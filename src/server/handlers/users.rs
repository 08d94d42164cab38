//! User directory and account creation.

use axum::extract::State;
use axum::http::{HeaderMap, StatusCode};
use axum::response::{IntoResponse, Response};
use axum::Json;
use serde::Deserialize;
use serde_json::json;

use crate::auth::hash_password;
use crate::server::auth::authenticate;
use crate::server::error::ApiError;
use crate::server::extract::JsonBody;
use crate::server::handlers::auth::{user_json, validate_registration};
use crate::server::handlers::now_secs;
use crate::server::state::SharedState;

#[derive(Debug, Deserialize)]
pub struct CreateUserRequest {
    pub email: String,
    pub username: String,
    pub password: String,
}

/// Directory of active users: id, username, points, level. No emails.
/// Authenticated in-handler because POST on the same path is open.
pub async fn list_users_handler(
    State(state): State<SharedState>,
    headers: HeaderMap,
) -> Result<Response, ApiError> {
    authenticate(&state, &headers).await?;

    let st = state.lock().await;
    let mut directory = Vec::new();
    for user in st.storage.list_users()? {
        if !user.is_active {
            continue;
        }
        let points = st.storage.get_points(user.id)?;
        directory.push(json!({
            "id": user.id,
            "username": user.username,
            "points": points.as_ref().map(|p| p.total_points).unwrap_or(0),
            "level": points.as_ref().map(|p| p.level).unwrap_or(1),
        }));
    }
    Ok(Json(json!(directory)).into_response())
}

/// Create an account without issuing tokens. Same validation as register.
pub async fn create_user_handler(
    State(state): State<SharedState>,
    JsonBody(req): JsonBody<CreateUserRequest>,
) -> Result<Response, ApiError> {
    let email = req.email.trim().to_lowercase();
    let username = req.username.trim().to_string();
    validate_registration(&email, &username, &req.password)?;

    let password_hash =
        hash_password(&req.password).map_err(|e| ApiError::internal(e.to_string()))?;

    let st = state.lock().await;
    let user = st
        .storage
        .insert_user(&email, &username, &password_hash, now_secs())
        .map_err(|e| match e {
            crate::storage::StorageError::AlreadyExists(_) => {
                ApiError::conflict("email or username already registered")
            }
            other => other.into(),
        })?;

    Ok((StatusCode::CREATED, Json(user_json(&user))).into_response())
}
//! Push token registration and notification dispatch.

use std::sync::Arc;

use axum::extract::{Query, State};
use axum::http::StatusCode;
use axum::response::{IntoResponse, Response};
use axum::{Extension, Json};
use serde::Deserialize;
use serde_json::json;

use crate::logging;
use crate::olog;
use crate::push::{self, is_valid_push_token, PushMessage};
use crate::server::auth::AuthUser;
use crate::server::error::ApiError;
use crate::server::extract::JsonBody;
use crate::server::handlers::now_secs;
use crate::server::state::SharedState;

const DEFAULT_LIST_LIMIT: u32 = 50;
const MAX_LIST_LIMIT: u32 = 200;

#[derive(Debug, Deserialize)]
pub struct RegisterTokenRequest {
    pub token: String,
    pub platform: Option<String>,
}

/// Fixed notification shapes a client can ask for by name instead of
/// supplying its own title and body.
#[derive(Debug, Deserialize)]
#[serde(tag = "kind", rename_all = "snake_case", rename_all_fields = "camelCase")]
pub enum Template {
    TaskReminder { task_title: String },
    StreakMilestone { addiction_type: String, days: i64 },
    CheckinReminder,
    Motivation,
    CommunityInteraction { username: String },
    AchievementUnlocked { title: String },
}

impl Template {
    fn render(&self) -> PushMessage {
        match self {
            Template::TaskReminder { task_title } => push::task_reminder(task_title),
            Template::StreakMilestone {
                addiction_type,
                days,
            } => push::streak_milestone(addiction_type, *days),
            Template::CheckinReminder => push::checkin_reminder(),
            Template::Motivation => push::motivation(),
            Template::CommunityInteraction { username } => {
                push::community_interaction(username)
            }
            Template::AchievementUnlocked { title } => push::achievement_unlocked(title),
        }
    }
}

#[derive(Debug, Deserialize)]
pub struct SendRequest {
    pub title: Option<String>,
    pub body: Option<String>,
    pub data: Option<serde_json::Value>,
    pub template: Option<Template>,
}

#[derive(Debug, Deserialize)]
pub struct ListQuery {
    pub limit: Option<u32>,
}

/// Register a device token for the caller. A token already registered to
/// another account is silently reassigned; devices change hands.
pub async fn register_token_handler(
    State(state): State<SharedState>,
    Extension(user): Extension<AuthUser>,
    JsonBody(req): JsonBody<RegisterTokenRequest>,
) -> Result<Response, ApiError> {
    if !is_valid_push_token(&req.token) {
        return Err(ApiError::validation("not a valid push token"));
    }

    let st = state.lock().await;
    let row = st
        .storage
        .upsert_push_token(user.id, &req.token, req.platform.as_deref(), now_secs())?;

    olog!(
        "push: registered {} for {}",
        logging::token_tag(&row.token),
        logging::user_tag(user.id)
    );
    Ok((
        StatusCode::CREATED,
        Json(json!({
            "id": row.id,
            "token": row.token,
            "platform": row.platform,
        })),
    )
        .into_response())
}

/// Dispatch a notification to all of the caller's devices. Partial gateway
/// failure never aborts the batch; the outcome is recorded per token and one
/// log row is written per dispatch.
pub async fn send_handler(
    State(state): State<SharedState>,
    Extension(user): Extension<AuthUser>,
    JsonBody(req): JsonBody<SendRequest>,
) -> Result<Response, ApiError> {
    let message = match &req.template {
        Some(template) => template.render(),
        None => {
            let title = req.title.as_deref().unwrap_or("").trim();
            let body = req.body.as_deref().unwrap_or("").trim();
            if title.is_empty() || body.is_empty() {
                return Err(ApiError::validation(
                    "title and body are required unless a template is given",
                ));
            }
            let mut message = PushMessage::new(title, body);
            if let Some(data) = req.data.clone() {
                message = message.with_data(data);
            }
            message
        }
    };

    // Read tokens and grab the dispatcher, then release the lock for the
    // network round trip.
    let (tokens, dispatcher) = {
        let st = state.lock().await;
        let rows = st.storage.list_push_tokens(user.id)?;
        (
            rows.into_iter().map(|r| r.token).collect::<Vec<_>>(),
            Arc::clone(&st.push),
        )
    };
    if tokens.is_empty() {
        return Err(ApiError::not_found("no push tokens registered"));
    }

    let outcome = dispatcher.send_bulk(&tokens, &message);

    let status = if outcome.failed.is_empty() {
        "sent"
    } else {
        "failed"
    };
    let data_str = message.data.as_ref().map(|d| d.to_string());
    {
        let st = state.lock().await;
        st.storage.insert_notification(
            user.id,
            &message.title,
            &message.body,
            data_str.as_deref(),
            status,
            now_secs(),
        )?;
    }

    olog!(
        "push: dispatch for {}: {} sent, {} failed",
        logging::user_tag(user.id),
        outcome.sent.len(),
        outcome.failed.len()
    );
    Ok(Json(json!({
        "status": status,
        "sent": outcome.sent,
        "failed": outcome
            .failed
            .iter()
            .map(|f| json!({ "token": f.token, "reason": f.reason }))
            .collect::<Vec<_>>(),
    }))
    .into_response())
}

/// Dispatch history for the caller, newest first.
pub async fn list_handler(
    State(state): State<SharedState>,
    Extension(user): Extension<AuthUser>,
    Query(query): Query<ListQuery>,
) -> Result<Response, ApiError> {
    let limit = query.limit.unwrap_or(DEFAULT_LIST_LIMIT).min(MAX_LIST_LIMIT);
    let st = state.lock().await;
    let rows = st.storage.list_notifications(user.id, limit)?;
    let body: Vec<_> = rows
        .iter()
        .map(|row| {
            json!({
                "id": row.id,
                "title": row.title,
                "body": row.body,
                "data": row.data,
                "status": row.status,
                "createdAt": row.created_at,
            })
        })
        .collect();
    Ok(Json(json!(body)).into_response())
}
____
## WHAT TO DO:
Each line in the material above must be retyped without alteration.

## TASK RESULT:
filename src/server/handlers/users.rs
repository 08d94d42164cab38
//! User directory and account creation.

use axum::extract::State;
use axum::http::{HeaderMap, StatusCode};
use axum::response::{IntoResponse, Response};
use axum::Json;
use serde::Deserialize;
use serde_json::json;

use crate::auth::hash_password;
use crate::server::auth::authenticate;
use crate::server::error::ApiError;
use crate::server::extract::JsonBody;
use crate::server::handlers::auth::{user_json, validate_registration};
use crate::server::handlers::now_secs;
use crate::server::state::SharedState;

#[derive(Debug, Deserialize)]
pub struct CreateUserRequest {
    pub email: String,
    pub username: String,
    pub password: String,
}

/// Directory of active users: id, username, points, level. No emails.
/// Authenticated in-handler because POST on the same path is open.
pub async fn list_users_handler(
    State(state): State<SharedState>,
    headers: HeaderMap,
) -> Result<Response, ApiError> {
    authenticate(&state, &headers).await?;

    let st = state.lock().await;
    let mut directory = Vec::new();
    for user in st.storage.list_users()? {
        if !user.is_active {
            continue;
        }
        let points = st.storage.get_points(user.id)?;
        directory.push(json!({
            "id": user.id,
            "username": user.username,
            "points": points.as_ref().map(|p| p.total_points).unwrap_or(0),
            "level": points.as_ref().map(|p| p.level).unwrap_or(1),
        }));
    }
    Ok(Json(json!(directory)).into_response())
}

/// Create an account without issuing tokens. Same validation as register.
pub async fn create_user_handler(
    State(state): State<SharedState>,
    JsonBody(req): JsonBody<CreateUserRequest>,
) -> Result<Response, ApiError> {
    let email = req.email.trim().to_lowercase();
    let username = req.username.trim().to_string();
    validate_registration(&email, &username, &req.password)?;

    let password_hash =
        hash_password(&req.password).map_err(|e| ApiError::internal(e.to_string()))?;

    let st = state.lock().await;
    let user = st
        .storage
        .insert_user(&email, &username, &password_hash, now_secs())
        .map_err(|e| match e {
            crate::storage::StorageError::AlreadyExists(_) => {
                ApiError::conflict("email or username already registered")
            }
            other => other.into(),
        })?;

    Ok((StatusCode::CREATED, Json(user_json(&user))).into_response())
}
//! Push token registration and notification dispatch.

use std::sync::Arc;

use axum::extract::{Query, State};
use axum::http::StatusCode;
use axum::response::{IntoResponse, Response};
use axum::{Extension, Json};
use serde::Deserialize;
use serde_json::json;

use crate::logging;
use crate::olog;
use crate::push::{self, is_valid_push_token, PushMessage};
use crate::server::auth::AuthUser;
use crate::server::error::ApiError;
use crate::server::extract::JsonBody;
use crate::server::handlers::now_secs;
use crate::server::state::SharedState;

const DEFAULT_LIST_LIMIT: u32 = 50;
const MAX_LIST_LIMIT: u32 = 200;

#[derive(Debug, Deserialize)]
pub struct RegisterTokenRequest {
    pub token: String,
    pub platform: Option<String>,
}

/// Fixed notification shapes a client can ask for by name instead of
/// supplying its own title and body.
#[derive(Debug, Deserialize)]
#[serde(tag = "kind", rename_all = "snake_case", rename_all_fields = "camelCase")]
pub enum Template {
    TaskReminder { task_title: String },
    StreakMilestone { addiction_type: String, days: i64 },
    CheckinReminder,
    Motivation,
    CommunityInteraction { username: String },
    AchievementUnlocked { title: String },
}

impl Template {
    fn render(&self) -> PushMessage {
        match self {
            Template::TaskReminder { task_title } => push::task_reminder(task_title),
            Template::StreakMilestone {
                addiction_type,
                days,
            } => push::streak_milestone(addiction_type, *days),
            Template::CheckinReminder => push::checkin_reminder(),
            Template::Motivation => push::motivation(),
            Template::CommunityInteraction { username } => {
                push::community_interaction(username)
            }
            Template::AchievementUnlocked { title } => push::achievement_unlocked(title),
        }
    }
}

#[derive(Debug, Deserialize)]
pub struct SendRequest {
    pub title: Option<String>,
    pub body: Option<String>,
    pub data: Option<serde_json::Value>,
    pub template: Option<Template>,
}

#[derive(Debug, Deserialize)]
pub struct ListQuery {
    pub limit: Option<u32>,
}

/// Register a device token for the caller. A token already registered to
/// another account is silently reassigned; devices change hands.
pub async fn register_token_handler(
    State(state): State<SharedState>,
    Extension(user): Extension<AuthUser>,
    JsonBody(req): JsonBody<RegisterTokenRequest>,
) -> Result<Response, ApiError> {
    if !is_valid_push_token(&req.token) {
        return Err(ApiError::validation("not a valid push token"));
    }

    let st = state.lock().await;
    let row = st
        .storage
        .upsert_push_token(user.id, &req.token, req.platform.as_deref(), now_secs())?;

    olog!(
        "push: registered {} for {}",
        logging::token_tag(&row.token),
        logging::user_tag(user.id)
    );
    Ok((
        StatusCode::CREATED,
        Json(json!({
            "id": row.id,
            "token": row.token,
            "platform": row.platform,
        })),
    )
        .into_response())
}

/// Dispatch a notification to all of the caller's devices. Partial gateway
/// failure never aborts the batch; the outcome is recorded per token and one
/// log row is written per dispatch.
pub async fn send_handler(
    State(state): State<SharedState>,
    Extension(user): Extension<AuthUser>,
    JsonBody(req): JsonBody<SendRequest>,
) -> Result<Response, ApiError> {
    let message = match &req.template {
        Some(template) => template.render(),
        None => {
            let title = req.title.as_deref().unwrap_or("").trim();
            let body = req.body.as_deref().unwrap_or("").trim();
            if title.is_empty() || body.is_empty() {
                return Err(ApiError::validation(
                    "title and body are required unless a template is given",
                ));
            }
            let mut message = PushMessage::new(title, body);
            if let Some(data) = req.data.clone() {
                message = message.with_data(data);
            }
            message
        }
    };

    // Read tokens and grab the dispatcher, then release the lock for the
    // network round trip.
    let (tokens, dispatcher) = {
        let st = state.lock().await;
        let rows = st.storage.list_push_tokens(user.id)?;
        (
            rows.into_iter().map(|r| r.token).collect::<Vec<_>>(),
            Arc::clone(&st.push),
        )
    };
    if tokens.is_empty() {
        return Err(ApiError::not_found("no push tokens registered"));
    }

    let outcome = dispatcher.send_bulk(&tokens, &message);

    let status = if outcome.failed.is_empty() {
        "sent"
    } else {
        "failed"
    };
    let data_str = message.data.as_ref().map(|d| d.to_string());
    {
        let st = state.lock().await;
        st.storage.insert_notification(
            user.id,
            &message.title,
            &message.body,
            data_str.as_deref(),
            status,
            now_secs(),
        )?;
    }

    olog!(
        "push: dispatch for {}: {} sent, {} failed",
        logging::user_tag(user.id),
        outcome.sent.len(),
        outcome.failed.len()
    );
    Ok(Json(json!({
        "status": status,
        "sent": outcome.sent,
        "failed": outcome
            .failed
            .iter()
            .map(|f| json!({ "token": f.token, "reason": f.reason }))
            .collect::<Vec<_>>(),
    }))
    .into_response())
}

/// Dispatch history for the caller, newest first.
pub async fn list_handler(
    State(state): State<SharedState>,
    Extension(user): Extension<AuthUser>,
    Query(query): Query<ListQuery>,
) -> Result<Response, ApiError> {
    let limit = query.limit.unwrap_or(DEFAULT_LIST_LIMIT).min(MAX_LIST_LIMIT);
    let st = state.lock().await;
    let rows = st.storage.list_notifications(user.id, limit)?;
    let body: Vec<_> = rows
        .iter()
        .map(|row| {
            json!({
                "id": row.id,
                "title": row.title,
                "body": row.body,
                "data": row.data,
                "status": row.status,
                "createdAt": row.created_at,
            })
        })
        .collect();
    Ok(Json(json!(body)).into_response())
}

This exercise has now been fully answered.